Here's a link for creating a global portlet filter.
http://wpcertification.blogspot.com/2010/11/applying-global-filter-to-all-portlets.html
UPDATE: Like any big framework there are lots of options. I'll offer a brain dump of what I can think of / find. You may have to experiment and see which method you prefer.
The JSESSIONID cookie should be same for a user throughout the whole session. If the session expires they'll get a new JSESSIONID cookie. Using this you'll be able to track a user through a single session but possibly not across multiple sessions.
You could consider using getUserPrinipal() or getRemoteUser() off of the PortletRequest object. I haven't used those method in a while so you'll have to see what info comes out of them.
There is also request.getAttribute(PortletRequest.USER_INFO).
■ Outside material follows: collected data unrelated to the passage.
//! vCard record extraction
//!
//! The importer does not parse vCards. It cuts the input at every
//! `END:VCARD` marker and hands the raw text of each record to the rest of
//! the pipeline, byte for byte.

/// Literal that terminates every vCard record
pub const END_MARKER: &str = "END:VCARD";

/// Literal that opens every well-formed vCard record
pub const BEGIN_MARKER: &str = "BEGIN:VCARD";

/// Split raw file text into record blocks
///
/// Every returned block ends with [`END_MARKER`]. Text after the last marker
/// (often just a trailing newline) becomes one extra partial block with the
/// marker appended. Empty input yields no blocks. Source order is preserved.
pub fn split_records(text: &str) -> Vec<String> {
    if text.is_empty() {
        return Vec::new();
    }

    let mut blocks: Vec<String> = text
        .split(END_MARKER)
        .map(|piece| format!("{}{}", piece, END_MARKER))
        .collect();

    // `split` yields an empty last piece when the text ends exactly on a
    // marker; that piece is not a record.
    if text.ends_with(END_MARKER) {
        blocks.pop();
    }

    blocks
}

/// Whether the block opens with a vCard header somewhere
pub fn is_complete(block: &str) -> bool {
    block.contains(BEGIN_MARKER)
}

/// Whether the block carries at least one `EMAIL` property
///
/// Matches `EMAIL:...`, `EMAIL;TYPE=work:...` and grouped forms such as
/// `item1.EMAIL:...`, case-insensitively.
pub fn has_email(block: &str) -> bool {
    block.lines().any(|line| property_name(line).eq_ignore_ascii_case("EMAIL"))
}

fn property_name(line: &str) -> &str {
    let name_end = line.find([':', ';']).unwrap_or(line.len());
    let name = &line[..name_end];
    match name.rfind('.') {
        Some(dot) => &name[dot + 1..],
        None => name,
    }
}
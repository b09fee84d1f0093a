//! Error types for the cardpush CLI
//!
//! Every variant is user-facing: messages name what failed and, where it
//! helps, how to resume.

use thiserror::Error;

/// Result type alias for CLI operations
pub type Result<T> = std::result::Result<T, CliError>;

/// Error type for an import run
#[derive(Error, Debug)]
pub enum CliError {
    /// Two input records map to the same identifier
    #[error("Identifier collision: records #{first} and #{second} both map to '{id}'. Remove the duplicate record from the input file and run again.")]
    Collision {
        id: String,
        first: usize,
        second: usize,
    },

    /// The server answered something other than 201 Created
    #[error("Upload of contact #{order} of {total} was rejected with HTTP {status}: {body}. Re-run with --start-index {resume} after fixing the cause.", resume = .order - 1)]
    UploadRejected {
        order: usize,
        total: usize,
        status: u16,
        body: String,
    },

    /// The request never produced a response (connect error, timeout, ...)
    #[error("Upload of contact #{order} of {total} failed: {source}. Re-run with --start-index {resume} once the server is reachable.", resume = .order - 1)]
    UploadTransport {
        order: usize,
        total: usize,
        #[source]
        source: reqwest::Error,
    },

    /// File system operation failed
    #[error("File operation failed: {0}. Check that the file exists and is readable.")]
    Io(#[from] std::io::Error),

    /// HTTP client could not be built
    #[error("HTTP client error: {0}")]
    Http(#[from] reqwest::Error),

    /// Configuration is missing or invalid
    #[error("Configuration error: {0}. Check your command-line flags and CARDPUSH_* environment variables.")]
    Config(String),

    /// The run was interrupted during a cooldown
    #[error("Import cancelled")]
    Cancelled,
}

impl CliError {
    /// Create a configuration error
    pub fn config(msg: impl Into<String>) -> Self {
        Self::Config(msg.into())
    }

    /// 1-based position of the failing contact, for upload failures
    pub fn order(&self) -> Option<usize> {
        match self {
            Self::UploadRejected { order, .. } | Self::UploadTransport { order, .. } => Some(*order),
            _ => None,
        }
    }
}
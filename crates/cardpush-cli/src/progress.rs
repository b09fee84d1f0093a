//! Progress bar utilities for CLI operations

use indicatif::{ProgressBar, ProgressStyle};
use std::time::Duration;

/// Create a progress bar counting uploaded contacts
pub fn create_upload_progress(total: u64, message: &str) -> ProgressBar {
    let pb = ProgressBar::new(total);
    let style = ProgressStyle::default_bar()
        .template("{msg}\n{spinner:.green} [{elapsed_precise}] [{wide_bar:.cyan/blue}] {pos}/{len} ({eta})")
        .map(|style| style.progress_chars("#>-"))
        .unwrap_or_else(|_| ProgressStyle::default_bar());
    pb.set_style(style);
    pb.set_message(message.to_string());
    pb
}

/// Create a spinner for indeterminate operations
pub fn create_spinner(message: &str) -> ProgressBar {
    let pb = ProgressBar::new_spinner();
    let style = ProgressStyle::default_spinner()
        .template("{spinner:.green} {msg}")
        .unwrap_or_else(|_| ProgressStyle::default_spinner());
    pb.set_style(style);
    pb.set_message(message.to_string());
    pb.enable_steady_tick(Duration::from_millis(100));
    pb
}

/// Human-readable cooldown length, e.g. "1.5s" or "2m 30s"
pub fn format_duration(duration: Duration) -> String {
    let secs = duration.as_secs_f64();
    if secs < 60.0 {
        let rounded = (secs * 10.0).round() / 10.0;
        if rounded.fract() == 0.0 {
            format!("{}s", rounded as u64)
        } else {
            format!("{:.1}s", rounded)
        }
    } else {
        let whole = duration.as_secs();
        format!("{}m {}s", whole / 60, whole % 60)
    }
}
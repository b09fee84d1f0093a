//! cardpush CLI library
//!
//! Bulk-imports a vCard file into a CardDAV address book, one `PUT` per
//! contact.
//!
//! # Pipeline
//!
//! - **Extraction** ([`vcard`]): cut the file at every `END:VCARD`
//! - **Identifiers** ([`ids`]): content-addressed id per record, collisions are fatal
//! - **Selection** ([`selection`]): choose which records are uploaded
//! - **Upload** ([`upload`]): sequential, batched, fail-fast loop
//! - **Remote writer** ([`carddav`]): one authenticated `PUT` per record

pub mod carddav;
pub mod commands;
pub mod config;
pub mod error;
pub mod ids;
pub mod observer;
pub mod progress;
pub mod selection;
pub mod upload;
pub mod vcard;

// Re-export commonly used types
pub use error::{CliError, Result};
pub use ids::Item;

use cardpush_common::digest::DigestAlgorithm;
use clap::Parser;
use config::ImportConfig;
use selection::UploadSelection;
use std::path::PathBuf;

/// cardpush - import a vCard file into a CardDAV address book
#[derive(Parser, Debug)]
#[command(name = "cardpush")]
#[command(author, version, about, long_about = None)]
pub struct Cli {
    /// Account email; also the address-book path segment
    #[arg(short, long, env = "CARDPUSH_EMAIL")]
    pub email: String,

    /// Account password
    #[arg(short, long, env = "CARDPUSH_PASSWORD", hide_env_values = true)]
    pub password: String,

    /// vCard file to import
    #[arg(short, long)]
    pub file: PathBuf,

    /// CardDAV server, as a host name or http(s) URL
    #[arg(short, long, env = "CARDPUSH_SERVER", default_value = config::DEFAULT_SERVER)]
    pub server: String,

    /// Uploads per batch [default: 1000]
    #[arg(long)]
    pub batch_size: Option<usize>,

    /// Cooldown between batches, in seconds [default: 0]
    #[arg(long, value_name = "SECONDS")]
    pub batch_timeout: Option<f64>,

    /// 0-based index of the first contact to upload, to resume a failed run
    #[arg(long)]
    pub start_index: Option<usize>,

    /// Which records to upload [default: complete]
    #[arg(long, value_enum)]
    pub select: Option<UploadSelection>,

    /// Digest used for contact identifiers (sha256, sha512, blake3) [default: sha256]
    #[arg(long)]
    pub digest: Option<DigestAlgorithm>,

    /// Per-request HTTP timeout, in seconds [default: 30]
    #[arg(long, value_name = "SECONDS")]
    pub timeout: Option<u64>,

    /// List the planned uploads without contacting the server
    #[arg(long)]
    pub dry_run: bool,

    /// Verbose output
    #[arg(short, long)]
    pub verbose: bool,
}

impl Cli {
    /// Overlay the flags that were given on top of `config`
    pub fn apply_to(&self, config: &mut ImportConfig) {
        if let Some(v) = self.batch_size {
            config.batch_size = v;
        }
        if let Some(v) = self.batch_timeout {
            config.batch_timeout_secs = v;
        }
        if let Some(v) = self.start_index {
            config.start_index = v;
        }
        if let Some(v) = self.select {
            config.selection = v;
        }
        if let Some(v) = self.digest {
            config.digest = v;
        }
        if let Some(v) = self.timeout {
            config.http_timeout_secs = v;
        }
    }
}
You'll have to do some config in the portlet.xml to make certain attributes available in the Map that returns. There is an example here. We're using ibm-primaryEmail instead of the first and last name like the example on my current project.
Lastly you could look into using the PUMA API thats built into Portal. It'll will be a bit heavier on the coding and is obviously more container specific but should be able to do just about any job you need related to users.